More importantly, the tooltip page in the iframe is responsible for sending
various messages to the parent page, via window.parent.postMessage (note
that iframes are not actually nested within each other but all spawned on
the host page, so window.parent always refers to the host page).
There are four kinds of messages a tooltip page in an iframe must send:
Information about the pointer entering an anchor. Must be sent immediately whenever the pointer hovers over an anchor within the tooltip page.
type AnchorOver = {
/**
* Detailed information about the tooltip that should
* be spawned for this anchor.
*/
anchorOver: SpawnTooltipInfo;
// `SpawnTooltipInfo` is specified later.
};Information about the pointer leaving an anchor. Must be sent immediately whenever the pointer stops hovering over an anchor within the tooltip page.
type AnchorLeave = {
/**
* The `AnchorId` of the anchor being left.
*/
anchorLeave: AnchorId;
};Information about pointer movement within the tooltip page. Must be sent whenever the pointer moves. These messages are necessary so that the host* page can correctly position any newly spawned nested tooltips.
type MouseMove = {
mouseMove: {
/**
* The clientX coordinate of the pointer, as obtained
* from a mouse event within the iframe.
*
* See
* https://developer.mozilla.org/en-US/docs/Web/API/MouseEvent/clientX
*/
clientX: number;
/**
* The clientY coordinate of the pointer, as obtained
* from a mouse event within the iframe.
*
* See
* https://developer.mozilla.org/en-US/docs/Web/API/MouseEvent/clientY
*/
clientY: number;
};
};Information about the scrollHeight of the body of a tooltip page. Must be sent exactly once by each tooltip page in an iframe. This information is intended to allow the host page to select an appropriate height for the iframe, i.e., large enough to fit the contents, but not too much larger.
type TooltipDimensions = {
tooltipDimensions: {
/**
* The height of the tooltip page.
*/
height: number;
/**
* The tooltip to which this message belongs.
*/
contextCount: AnchorId;
};
};With these four messages, tooltips supply enough information for the host page to know when and where to spawn and despawn new tooltips.

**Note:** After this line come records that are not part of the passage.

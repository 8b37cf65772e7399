//! Entry points: fill a requisition from an order file.
//!
//! The run is strictly sequential. Everything that can fail fatally (reading
//! the order, required fields, fetching the template) happens before the
//! first spreadsheet is written; only PDF conversion may fail per file.

use crate::config::FillConfig;
use crate::error::ReqFormError;
use crate::form::FormInstance;
use crate::layout::ITEMS_PER_FORM;
use crate::output::{FillOutput, FillStats, FormResult, PlannedForm};
use crate::pipeline::{export, load, paginate, populate, write};
use crate::record::{Items, Requisition};
use std::path::Path;
use std::time::{Duration, Instant};
use template_fetch::TemplateCache;
use tracing::{debug, info, warn};

/// Fill the requisition form from the order file at `source`.
///
/// Writes one spreadsheet per page next to the source file and, when
/// `config.export_pdf` is set, converts each to PDF.
///
/// # Errors
/// Returns `Err(ReqFormError)` only for fatal errors, before any output
/// is written for:
/// - Order file missing, unreadable or not valid YAML
/// - A required field missing
/// - Template download or decoding failed
///
/// PDF conversion failures are not errors: see
/// [`FormResult::export_error`](crate::output::FormResult::export_error).
pub fn fill(source: impl AsRef<Path>, config: &FillConfig) -> Result<FillOutput, ReqFormError> {
    let mut cache = TemplateCache::new(config.template.clone());
    if let Some(secs) = config.download_timeout_secs {
        cache = cache.with_timeout(Duration::from_secs(secs));
    }
    fill_with_cache(source, &mut cache, config)
}

/// Like [`fill`], but reuses a caller-owned template cache.
///
/// `config.template` is ignored; the cache's own source is used.
pub fn fill_with_cache(
    source: impl AsRef<Path>,
    cache: &mut TemplateCache,
    config: &FillConfig,
) -> Result<FillOutput, ReqFormError> {
    let total_start = Instant::now();
    let source = source.as_ref();
    info!("Filling requisition from {}", source.display());

    // ── Step 1: Load the order ───────────────────────────────────────────
    let requisition = load::load_requisition(source)?;

    // ── Step 2: Resolve scalar fields (fails fast on missing ones) ───────
    let today = chrono::Local::now().date_naive();
    let fields = populate::resolve_fields(&requisition, today)?;
    let items = required_items(&requisition)?;

    // ── Step 3: Paginate ─────────────────────────────────────────────────
    let pages = paginate::paginate(items.as_map(), ITEMS_PER_FORM);
    let total = pages.len();
    let paths = write::output_paths(&write::output_base(source), total);
    debug!("{} items over {} forms", items.len(), total);

    let callback = config.progress_callback.as_deref();
    if let Some(cb) = callback {
        cb.on_fill_start(total);
    }

    // ── Step 4: Fetch the blank form once ────────────────────────────────
    debug!("Template source: {}", cache.source());
    let on_download: &dyn Fn(u64, Option<u64>) = &|done, size| {
        if let Some(cb) = callback {
            cb.on_template_download(done, size);
        }
    };
    let template = cache.bytes(Some(on_download))?;

    // ── Step 5: One fresh copy per page ──────────────────────────────────
    let mut forms = Vec::with_capacity(total);
    for (i, (page, path)) in pages.iter().zip(&paths).enumerate() {
        let sheet = i + 1;
        let mut form = FormInstance::from_bytes(template)?;
        populate::populate_items(&mut form, page);
        populate::apply_fields(&mut form, &fields);
        populate::place_sheet_number(&mut form, sheet, total);
        write::save_form(&form, path)?;

        info!("Wrote sheet {}/{}: {}", sheet, total, path.display());
        if let Some(cb) = callback {
            cb.on_form_written(sheet, total, path);
        }

        forms.push(FormResult {
            sheet,
            xlsx: path.clone(),
            item_count: page.len(),
            pdf: None,
            export_error: None,
        });
    }

    // ── Step 6: Optional PDF conversion, best-effort per file ────────────
    if config.export_pdf {
        info!("Converting {} forms to PDF with '{}'", forms.len(), config.converter);
        for form in &mut forms {
            match export::export_pdf(&config.converter, &form.xlsx) {
                Ok(pdf) => {
                    if let Some(cb) = callback {
                        cb.on_export_complete(&form.xlsx, &pdf);
                    }
                    form.pdf = Some(pdf);
                }
                Err(e) => {
                    warn!("{}", e);
                    if let Some(cb) = callback {
                        cb.on_export_error(&form.xlsx, &e.to_string());
                    }
                    form.export_error = Some(e);
                }
            }
        }
    }

    let stats = FillStats {
        forms_written: forms.len(),
        total_items: items.len(),
        pdfs_produced: forms.iter().filter(|f| f.pdf.is_some()).count(),
        export_failures: forms.iter().filter(|f| f.export_error.is_some()).count(),
        duration_ms: total_start.elapsed().as_millis() as u64,
    };

    info!(
        "Requisition complete: {} forms, {} items, {}ms",
        stats.forms_written, stats.total_items, stats.duration_ms
    );
    if let Some(cb) = callback {
        cb.on_fill_complete(stats.forms_written, stats.export_failures);
    }

    Ok(FillOutput { forms, stats })
}

/// Load and validate an order file and report the forms it would produce.
///
/// Needs no network access and writes nothing.
pub fn inspect(source: impl AsRef<Path>) -> Result<Vec<PlannedForm>, ReqFormError> {
    let source = source.as_ref();
    let requisition = load::load_requisition(source)?;
    populate::resolve_fields(&requisition, chrono::Local::now().date_naive())?;
    let items = required_items(&requisition)?;

    let pages = paginate::paginate(items.as_map(), ITEMS_PER_FORM);
    let paths = write::output_paths(&write::output_base(source), pages.len());
    Ok(pages
        .into_iter()
        .zip(paths)
        .enumerate()
        .map(|(i, (page, xlsx))| PlannedForm {
            sheet: i + 1,
            xlsx,
            item_keys: page.into_keys().collect(),
        })
        .collect())
}

// ── Internal helpers ─────────────────────────────────────────────────────

fn required_items(requisition: &Requisition) -> Result<&Items, ReqFormError> {
    requisition
        .items
        .as_ref()
        .ok_or(ReqFormError::MissingField { field: "items" })
}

Yay!
All that remains is to specify the details of the AnchorOver message, which
contains the SpawnTooltipInfo. First, we need a type for bounding rectangles;
these provide the same information as a
DOMRect:
/**
* Information about bounding rectangles, necessary
* to position tooltips.
*
* See
* https://developer.mozilla.org/en-US/docs/Web/API/DOMRect
*/
interface Rect {
x: number;
y: number;
top: number;
left: number;
bottom: number;
right: number;
width: number;
height: number;
}
/**
* Everything you need to know to spawn a new tooltip.
*/
type SpawnTooltipInfo = {
/**
* The anchorId of the anchor for which to spawn
* the tooltip.
*/
anchorId: AnchorId;
/**
* The result of invoking `getBoundingClientRect`
* on the anchor element.
*/
clientRect: Rect;
/**
* An array containing (a shallow copy of) the
* results of invoking `getClientRects` on
* the anchor element.
*/
clientRects: Rect[];
/**
* The URL for the tooltip page to spawn.
* Must not yet contain a `contextCount` parameter,
* the host page will add that to the URL before
* creating the tooltip iframe.
*/
url: string;
};All messages are allowed to contain additional fields, in order to communicate implementation-specific information (for example, to pass styling hints to the iframe container). Implementations should ignore fields they do not expect.